▶ _WHAT IS BEING ASKED_
Write only the number of lines in the data that include the word "types".

>>>>>

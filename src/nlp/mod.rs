//! Natural Language Processing components
//!
//! This module provides sentence segmentation, tokenization and stopword
//! filtering.

pub mod segmenter;
pub mod stopwords;
pub mod tokenizer;
//! Extractive TextRank summarization and keyword extraction
//!
//! Sentences are scored by PageRank over a cosine-similarity graph of their
//! content words, and the best ones are kept in document order. Keywords are
//! ranked over a word co-occurrence graph (Chinese) or by frequency (English).
//!
//! ```no_run
//! use rapid_summarizer::{Language, SummaryLength, TextSummarizer};
//!
//! let summarizer = TextSummarizer::new(Language::English);
//! let text = "Rust is fast. Rust is safe. Rust has great tooling. \
//!             Cargo builds Rust code. Many teams use Rust.";
//! let summary = summarizer.summarize_with(text, SummaryLength::TopN(2));
//! let keywords = summarizer.keywords_with(text, 3);
//! ```
//!
//! Enable the default `tracing` feature to get `summarizer_stage` spans.

pub mod errors;
pub mod graph;
pub mod keywords;
pub mod nlp;
pub mod pagerank;
pub mod summarizer;
pub mod types;

pub use errors::{Result, SummarizerError};
pub use keywords::{Keyword, KeywordExtractor};
pub use summarizer::{SummaryResult, TextSummarizer};
pub use types::{
    KeywordStrategy, Language, RankedSentence, Sentence, SummarizerConfig, SummaryLength,
};

/// Crate version
pub const VERSION: &str = env!("CARGO_PKG_VERSION");
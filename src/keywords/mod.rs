//! Keyword extraction
//!
//! Keywords are ranked independently of the sentence pipeline; only the
//! tokenizer is shared. Chinese text is ranked with TextRank over a term
//! co-occurrence graph, English text by term frequency.

pub mod cooccurrence;
pub mod frequency;

use crate::nlp::tokenizer::Tokenizer;
use crate::pagerank::standard::StandardPageRank;
use crate::types::{KeywordStrategy, Language, SummarizerConfig};
use serde::Serialize;

/// A ranked keyword
#[derive(Debug, Clone, PartialEq, Serialize)]
pub struct Keyword {
    /// The normalized term
    pub text: String,
    /// PageRank score or occurrence count, depending on the strategy
    pub score: f64,
}

impl Keyword {
    /// Create a new keyword
    pub fn new(text: impl Into<String>, score: f64) -> Self {
        Self {
            text: text.into(),
            score,
        }
    }
}

/// Extracts the most important terms of a document
#[derive(Debug, Clone)]
pub struct KeywordExtractor {
    tokenizer: Tokenizer,
    /// Co-occurrence span for the TextRank strategy
    window: usize,
    ranker: StandardPageRank,
}

impl KeywordExtractor {
    /// Create an extractor with default settings and built-in stopwords
    pub fn new(language: Language) -> Self {
        Self::from_config(&SummarizerConfig::default(), Tokenizer::new(language))
    }

    /// Create an extractor from a configuration, sharing `tokenizer`
    pub fn from_config(config: &SummarizerConfig, tokenizer: Tokenizer) -> Self {
        let ranker = StandardPageRank::new()
            .with_damping(config.damping)
            .with_max_iterations(config.max_iterations)
            .with_threshold(config.convergence_threshold);
        Self {
            tokenizer,
            window: config.keyword_window,
            ranker,
        }
    }

    /// Set the co-occurrence window (minimum 2)
    pub fn with_window(mut self, window: usize) -> Self {
        self.window = window.max(2);
        self
    }

    /// The strategy used for this extractor's language
    pub fn strategy(&self) -> KeywordStrategy {
        self.tokenizer.language().keyword_strategy()
    }

    /// Up to `top_k` keywords, most important first
    pub fn extract(&self, text: &str, top_k: usize) -> Vec<String> {
        self.extract_scored(text, top_k)
            .into_iter()
            .map(|k| k.text)
            .collect()
    }

    /// Up to `top_k` keywords with their scores, most important first
    pub fn extract_scored(&self, text: &str, top_k: usize) -> Vec<Keyword> {
        if top_k == 0 {
            return Vec::new();
        }

        let terms = self.tokenizer.terms(text);
        let mut keywords = match self.strategy() {
            KeywordStrategy::CooccurrenceRank => {
                cooccurrence::rank_terms(&terms, self.window, &self.ranker)
            }
            KeywordStrategy::Frequency => frequency::rank_terms(&terms),
        };
        keywords.truncate(top_k);
        keywords
    }
}
//! Extractive summarization
//!
//! [`TextSummarizer`] runs the sentence pipeline:
//! 1. Segment the document into sentences
//! 2. Count each sentence's content words into a [`TermBag`]
//! 3. Build the cosine similarity matrix and row-normalize it
//! 4. Rank sentences with PageRank
//! 5. Keep the top sentences and join them in document order
//!
//! Documents with `min_sentences` sentences or fewer are returned unchanged.

pub mod selector;
pub mod term_bag;

use crate::errors::Result;
use crate::graph::csr::CsrGraph;
use crate::graph::similarity::SimilarityMatrix;
use crate::keywords::{Keyword, KeywordExtractor};
use crate::nlp::segmenter::SentenceSplitter;
use crate::nlp::stopwords::StopwordFilter;
use crate::nlp::tokenizer::Tokenizer;
use crate::pagerank::standard::StandardPageRank;
use crate::pagerank::PageRankResult;
use crate::types::{Language, RankedSentence, Sentence, SummarizerConfig, SummaryLength};
use rayon::prelude::*;
use selector::SentenceSelector;
use serde::Serialize;
use std::sync::Arc;
use term_bag::TermBag;

/// Enter a tracing span for a summarizer stage (when the `tracing` feature
/// is enabled). When disabled, this expands to nothing.
macro_rules! trace_stage {
    ($name:expr) => {
        #[cfg(feature = "tracing")]
        let _span = tracing::info_span!("summarizer_stage", stage = $name).entered();
    };
}

pub const STAGE_SEGMENT: &str = "segment";
pub const STAGE_SIMILARITY: &str = "similarity";
pub const STAGE_RANK: &str = "rank";
pub const STAGE_SELECT: &str = "select";
pub const STAGE_KEYWORDS: &str = "keywords";

/// Outcome of a summarization call
#[derive(Debug, Clone, PartialEq, Serialize)]
pub struct SummaryResult {
    /// The summary text
    pub text: String,
    /// Kept sentences in document order. When `bypassed`, every sentence is
    /// kept and scores are 0 (no ranking ran).
    pub sentences: Vec<RankedSentence>,
    /// Number of sentences in the input
    pub total_sentences: usize,
    /// Whether the document was short enough to be returned unchanged
    pub bypassed: bool,
    /// PageRank iterations performed
    pub iterations: usize,
    /// Whether PageRank converged within the iteration cap
    pub converged: bool,
}

impl SummaryResult {
    fn empty() -> Self {
        Self {
            text: String::new(),
            sentences: Vec::new(),
            total_sentences: 0,
            bypassed: false,
            iterations: 0,
            converged: true,
        }
    }
}

/// TextRank summarizer and keyword extractor for one language
#[derive(Debug, Clone)]
pub struct TextSummarizer {
    config: SummarizerConfig,
    splitter: SentenceSplitter,
    tokenizer: Tokenizer,
    selector: SentenceSelector,
    ranker: StandardPageRank,
    keywords: KeywordExtractor,
}

impl TextSummarizer {
    /// Create a summarizer with default settings
    pub fn new(language: Language) -> Self {
        let config = SummarizerConfig::default().with_language(language);
        Self::build(config)
    }

    /// Create a summarizer from a language tag such as `"english"` or `"zh"`
    pub fn from_language_tag(tag: &str) -> Result<Self> {
        Ok(Self::new(tag.parse()?))
    }

    /// Create a summarizer from a validated configuration
    pub fn with_config(config: SummarizerConfig) -> Result<Self> {
        config.validate()?;
        Ok(Self::build(config))
    }

    fn build(config: SummarizerConfig) -> Self {
        let language = config.language;

        let mut stopwords = if config.extended_stopwords {
            StopwordFilter::extended(language)
        } else {
            StopwordFilter::new(language)
        };
        stopwords.add_stopwords(&config.stopwords);

        let tokenizer = Tokenizer::with_stopwords(language, Arc::new(stopwords));
        let ranker = StandardPageRank::new()
            .with_damping(config.damping)
            .with_max_iterations(config.max_iterations)
            .with_threshold(config.convergence_threshold);
        let selector = SentenceSelector::new(language).with_min_sentences(config.min_sentences);
        let keywords = KeywordExtractor::from_config(&config, tokenizer.clone());

        Self {
            splitter: SentenceSplitter::new(language),
            tokenizer,
            selector,
            ranker,
            keywords,
            config,
        }
    }

    /// The active configuration
    pub fn config(&self) -> &SummarizerConfig {
        &self.config
    }

    /// The summarizer's language
    pub fn language(&self) -> Language {
        self.config.language
    }

    /// The tokenizer shared by summarization and keyword extraction
    pub fn tokenizer(&self) -> &Tokenizer {
        &self.tokenizer
    }

    /// Segment a document into sentences
    pub fn sentences(&self, text: &str) -> Vec<Sentence> {
        self.splitter.sentences(text)
    }

    /// Cosine similarity of two sentences' content words
    pub fn similarity(&self, a: &str, b: &str) -> f64 {
        let bag_a = TermBag::from_tokens(self.tokenizer.tokenize(a));
        let bag_b = TermBag::from_tokens(self.tokenizer.tokenize(b));
        bag_a.cosine_similarity(&bag_b)
    }

    /// Row-normalized similarity matrix over `sentences`
    pub fn similarity_matrix(&self, sentences: &[Sentence]) -> SimilarityMatrix {
        let tokenize = |s: &Sentence| TermBag::from_tokens(self.tokenizer.tokenize(&s.text));

        let bags: Vec<TermBag> = if sentences.len() >= self.config.parallel_threshold {
            sentences.par_iter().map(tokenize).collect()
        } else {
            sentences.iter().map(tokenize).collect()
        };

        SimilarityMatrix::build(&bags, self.config.parallel_threshold).into_normalized()
    }

    /// PageRank scores for `sentences`, one per sentence index
    pub fn rank_sentences(&self, sentences: &[Sentence]) -> PageRankResult {
        let matrix = {
            trace_stage!(STAGE_SIMILARITY);
            self.similarity_matrix(sentences)
        };

        trace_stage!(STAGE_RANK);
        let labels = sentences.iter().map(|s| s.text.clone()).collect();
        let graph = CsrGraph::from_matrix(&matrix, labels);
        let result = self.ranker.run(&graph);

        #[cfg(feature = "tracing")]
        {
            if !result.converged {
                tracing::debug!(
                    sentences = sentences.len(),
                    iterations = result.iterations,
                    delta = result.delta,
                    "sentence ranking stopped at the iteration cap"
                );
            }
        }

        result
    }

    /// Summarize using the configured ratio or sentence count
    pub fn summarize(&self, text: &str) -> String {
        self.summarize_with(text, self.config.summary_length())
    }

    /// Summarize to an explicit length
    pub fn summarize_with(&self, text: &str, length: SummaryLength) -> String {
        self.summarize_detailed(text, length).text
    }

    /// Summarize and report the selected sentences and ranking statistics
    pub fn summarize_detailed(&self, text: &str, length: SummaryLength) -> SummaryResult {
        let sentences = {
            trace_stage!(STAGE_SEGMENT);
            self.splitter.sentences(text)
        };

        if sentences.is_empty() {
            return SummaryResult::empty();
        }

        let total_sentences = sentences.len();
        if total_sentences <= self.config.min_sentences {
            #[cfg(feature = "tracing")]
            tracing::trace!(
                sentences = total_sentences,
                "document below ranking threshold, returning it unchanged"
            );

            return SummaryResult {
                text: text.to_string(),
                sentences: sentences
                    .into_iter()
                    .map(|s| RankedSentence::new(s.index, 0.0, s.text))
                    .collect(),
                total_sentences,
                bypassed: true,
                iterations: 0,
                converged: true,
            };
        }

        let pagerank = self.rank_sentences(&sentences);

        trace_stage!(STAGE_SELECT);
        let ranked = SentenceSelector::rank(&sentences, &pagerank.scores);
        let selected = self.selector.select(ranked, length);
        let summary = self.selector.assemble(&selected);

        SummaryResult {
            text: summary,
            sentences: selected,
            total_sentences,
            bypassed: false,
            iterations: pagerank.iterations,
            converged: pagerank.converged,
        }
    }

    /// Extract up to `keyword_top_k` keywords, most important first
    pub fn keywords(&self, text: &str) -> Vec<String> {
        self.keywords_with(text, self.config.keyword_top_k)
    }

    /// Extract up to `top_k` keywords, most important first
    pub fn keywords_with(&self, text: &str, top_k: usize) -> Vec<String> {
        trace_stage!(STAGE_KEYWORDS);
        self.keywords.extract(text, top_k)
    }

    /// Extract up to `top_k` keywords with their scores
    pub fn keywords_scored(&self, text: &str, top_k: usize) -> Vec<Keyword> {
        trace_stage!(STAGE_KEYWORDS);
        self.keywords.extract_scored(text, top_k)
    }
}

<<<<<

▶ _RESULT BELOW_
4